_Records provided_
BEGIN
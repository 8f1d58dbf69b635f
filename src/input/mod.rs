//! Platform-agnostic input events and per-frame input state.
//!
//! Window layers translate their native events into [`InputEvent`]s (see
//! [`winit::translate`]); the engine folds them into an [`InputState`] that
//! behaviours read during update.

pub mod winit;

use glam::Vec2;
use std::collections::{HashMap, HashSet};

/// Physical keyboard key identifier (US QWERTY position names)
#[derive(Debug, Clone, Copy, PartialEq, Eq, Hash)]
#[non_exhaustive]
pub enum KeyCode {
    A,
    B,
    C,
    D,
    E,
    F,
    G,
    H,
    I,
    J,
    K,
    L,
    M,
    N,
    O,
    P,
    Q,
    R,
    S,
    T,
    U,
    V,
    W,
    X,
    Y,
    Z,

    Digit0,
    Digit1,
    Digit2,
    Digit3,
    Digit4,
    Digit5,
    Digit6,
    Digit7,
    Digit8,
    Digit9,

    F1,
    F2,
    F3,
    F4,
    F5,
    F6,
    F7,
    F8,
    F9,
    F10,
    F11,
    F12,

    ShiftLeft,
    ShiftRight,
    ControlLeft,
    ControlRight,
    AltLeft,
    AltRight,

    ArrowUp,
    ArrowDown,
    ArrowLeft,
    ArrowRight,

    Space,
    Enter,
    Escape,
    Tab,
    Backspace,
    Delete,
}

#[derive(Debug, Clone, Copy, PartialEq, Eq, Hash)]
pub enum MouseButton {
    Left,
    Right,
    Middle,
    Other(u16),
}

#[derive(Debug, Clone, Copy, PartialEq, Eq)]
pub enum TouchPhase {
    Started,
    Moved,
    Ended,
    Cancelled,
}

/// One input event as delivered by the window layer
#[derive(Debug, Clone, Copy, PartialEq)]
pub enum InputEvent {
    Key { key: KeyCode, pressed: bool },
    MouseButton { button: MouseButton, pressed: bool },
    CursorMoved { position: Vec2 },
    Scroll { delta: Vec2 },
    Touch { id: u64, phase: TouchPhase, position: Vec2 },
}

/// Accumulated input for the current frame
#[derive(Debug, Default, Clone)]
pub struct InputState {
    keys: HashSet<KeyCode>,
    keys_pressed: HashSet<KeyCode>,
    keys_released: HashSet<KeyCode>,
    buttons: HashSet<MouseButton>,
    buttons_pressed: HashSet<MouseButton>,
    /// `None` until the first cursor event
    cursor: Option<Vec2>,
    cursor_delta: Vec2,
    scroll: Vec2,
    touches: HashMap<u64, Vec2>,
}

impl InputState {
    pub fn new() -> Self {
        Self::default()
    }

    pub fn handle_event(&mut self, event: &InputEvent) {
        match *event {
            InputEvent::Key { key, pressed: true } => {
                if self.keys.insert(key) {
                    self.keys_pressed.insert(key);
                }
            }
            InputEvent::Key { key, pressed: false } => {
                if self.keys.remove(&key) {
                    self.keys_released.insert(key);
                }
            }
            InputEvent::MouseButton {
                button,
                pressed: true,
            } => {
                if self.buttons.insert(button) {
                    self.buttons_pressed.insert(button);
                }
            }
            InputEvent::MouseButton {
                button,
                pressed: false,
            } => {
                self.buttons.remove(&button);
            }
            InputEvent::CursorMoved { position } => {
                if let Some(previous) = self.cursor.replace(position) {
                    self.cursor_delta += position - previous;
                }
            }
            InputEvent::Scroll { delta } => self.scroll += delta,
            InputEvent::Touch {
                id,
                phase,
                position,
            } => match phase {
                TouchPhase::Started | TouchPhase::Moved => {
                    self.touches.insert(id, position);
                }
                TouchPhase::Ended | TouchPhase::Cancelled => {
                    self.touches.remove(&id);
                }
            },
        }
    }

    /// Clear the per-frame sets and accumulators
    pub fn end_frame(&mut self) {
        self.keys_pressed.clear();
        self.keys_released.clear();
        self.buttons_pressed.clear();
        self.cursor_delta = Vec2::ZERO;
        self.scroll = Vec2::ZERO;
    }

    pub fn is_key_down(&self, key: KeyCode) -> bool {
        self.keys.contains(&key)
    }

    /// Pressed during this frame
    pub fn is_key_pressed(&self, key: KeyCode) -> bool {
        self.keys_pressed.contains(&key)
    }

    pub fn is_key_released(&self, key: KeyCode) -> bool {
        self.keys_released.contains(&key)
    }

    pub fn is_button_down(&self, button: MouseButton) -> bool {
        self.buttons.contains(&button)
    }

    pub fn is_button_pressed(&self, button: MouseButton) -> bool {
        self.buttons_pressed.contains(&button)
    }

    pub fn cursor(&self) -> Vec2 {
        self.cursor.unwrap_or(Vec2::ZERO)
    }

    pub fn cursor_delta(&self) -> Vec2 {
        self.cursor_delta
    }

    pub fn scroll(&self) -> Vec2 {
        self.scroll
    }

    pub fn touches(&self) -> impl Iterator<Item = (u64, Vec2)> + '_ {
        self.touches.iter().map(|(id, position)| (*id, *position))
    }

    pub fn touch_count(&self) -> usize {
        self.touches.len()
    }
}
END
_What needs to be done_
Take the lines above from the first through the one containing "QWERTY position names)" and reproduce them exactly; include nothing else.

_Result for this exercise_
repository 8f1d58dbf69b635f
filename src/input/mod.rs
//! Platform-agnostic input events and per-frame input state.
//!
//! Window layers translate their native events into [`InputEvent`]s (see
//! [`winit::translate`]); the engine folds them into an [`InputState`] that
//! behaviours read during update.

pub mod winit;

use glam::Vec2;
use std::collections::{HashMap, HashSet};

/// Physical keyboard key identifier (US QWERTY position names)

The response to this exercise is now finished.